The counting of votes in Sri Lanka's twice-postponed parliamentary election began amidst tight security on Thursday with the powerful Rajapaksa family-run Sri Lanka People's Party (SLPP) saying it is confident of recording a historic victory by securing a two-thirds majority.

The election, conducted amidst COVID-19 pandemic fears, concluded in a peaceful manner on Wednesday, with a voter turnout of over 70 per cent, according to Chairman of the National Election Commission Mahinda Deshapriya.

Deshapriya said counting had started at 9 a.m. local time (0330 GMT) and the first results were expected late afternoon with the final tally coming in around midnight.

Also read: Weak Opposition gives an edge to Rajapaksas in Sri Lankan polls

Nearly 71 per cent of the 16.2 million eligible voters exercised their franchise which was significant in the backdrop of the coronavirus pandemic.

The counting of ballots was underway at all the 64 counting centers across the country under heavy security.

Rajapaksa is hoping to install his older brother who is also a former president, Mahinda Rajapaksa, as prime minister.
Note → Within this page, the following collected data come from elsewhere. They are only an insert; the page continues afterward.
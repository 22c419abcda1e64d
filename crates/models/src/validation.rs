use serde::{Deserialize, Serialize};
use std::{
    collections::BTreeMap,
    fmt::{Display, Formatter, Result as FmtResult},
};

pub const REQUIRED: &str = "This field is required.";
pub const BLANK: &str = "This field may not be blank.";
pub const NOT_POSITIVE: &str = "Ensure this value is greater than 0.";

/// Validation failures keyed by the offending field
///
/// Serializes as `{"field": ["message", ...]}`. Nested fields use dotted
/// paths such as `tickets.0.seat`.
#[derive(Debug, Clone, Default, PartialEq, Eq, Serialize, Deserialize)]
#[cfg_attr(feature = "openapi", derive(utoipa::ToSchema))]
#[serde(transparent)]
pub struct FieldErrors(BTreeMap<String, Vec<String>>);

impl FieldErrors {
    pub fn new() -> Self {
        Self::default()
    }

    /// Shorthand for an error map holding exactly one message
    pub fn single(field: impl Into<String>, message: impl Into<String>) -> Self {
        let mut errors = Self::new();
        errors.add(field, message);
        errors
    }

    pub fn add(&mut self, field: impl Into<String>, message: impl Into<String>) {
        self.0.entry(field.into()).or_default().push(message.into());
    }

    pub fn merge(&mut self, other: FieldErrors) {
        for (field, messages) in other.0 {
            self.0.entry(field).or_default().extend(messages);
        }
    }

    pub fn is_empty(&self) -> bool {
        self.0.is_empty()
    }

    pub fn contains(&self, field: &str) -> bool {
        self.0.contains_key(field)
    }

    pub fn get(&self, field: &str) -> Option<&[String]> {
        self.0.get(field).map(Vec::as_slice)
    }

    pub fn into_result(self) -> Result<(), FieldErrors> {
        if self.is_empty() { Ok(()) } else { Err(self) }
    }

    /// Records a missing value unless the caller is performing a partial update
    pub fn check_required<T: ?Sized>(&mut self, field: &str, value: Option<&T>, partial: bool) {
        if value.is_none() && !partial {
            self.add(field, REQUIRED);
        }
    }

    /// Required (unless partial) and non-blank when present
    pub fn check_text(&mut self, field: &str, value: Option<&str>, partial: bool) {
        match value {
            Some(text) if text.trim().is_empty() => self.add(field, BLANK),
            Some(_) => {}
            None => self.check_required::<str>(field, None, partial),
        }
    }

    /// Required (unless partial) and strictly positive when present
    pub fn check_positive(&mut self, field: &str, value: Option<i32>, partial: bool) {
        match value {
            Some(n) if n <= 0 => self.add(field, NOT_POSITIVE),
            Some(_) => {}
            None => self.check_required::<i32>(field, None, partial),
        }
    }
}

impl Display for FieldErrors {
    fn fmt(&self, f: &mut Formatter<'_>) -> FmtResult {
        let mut first = true;
        for (field, messages) in &self.0 {
            for message in messages {
                if !first {
                    write!(f, "; ")?;
                }
                write!(f, "{field}: {message}")?;
                first = false;
            }
        }
        Ok(())
    }
}

/// Message used when a referenced row does not exist
pub fn missing_reference(id: i32) -> String {
    format!("Invalid pk \"{id}\" - object does not exist.")
}

/// Parses a comma-separated list of integer ids such as `1,2,3`
pub fn parse_id_list(field: &str, raw: &str) -> Result<Vec<i32>, FieldErrors> {
    raw.split(',')
        .map(str::trim)
        .filter(|part| !part.is_empty())
        .map(|part| {
            part.parse::<i32>().map_err(|_| {
                FieldErrors::single(field, format!("\"{part}\" is not a valid integer id."))
            })
        })
        .collect()
}
pub use sea_orm_migration::prelude::*;

mod m20250709_add_indexes;
mod m20250709_create_all_tables;

pub struct Migrator;

#[async_trait::async_trait]
impl MigratorTrait for Migrator {
    fn migrations() -> Vec<Box<dyn MigrationTrait>> {
        vec![
            Box::new(m20250709_create_all_tables::Migration),
            Box::new(m20250709_add_indexes::Migration),
        ]
    }
}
The brothers are best known for crushing Tamil Tiger rebels fighting for a separate homeland for minority Tamils during the elder Rajapaksa's presidency in 2009.

President Rajapaksa said he was pleased by the voting on Wednesday. "As the first South Asian country to hold general elections amidst the COVID-19 pandemic, it reflects the confidence that the people have in our efforts to control this pandemic,” he said."

The tourism-dependent island nation of 21 million people has been struggling since deadly Islamist militant attacks on hotels and churches last year followed by lockdowns to slow the spread of the coronavirus.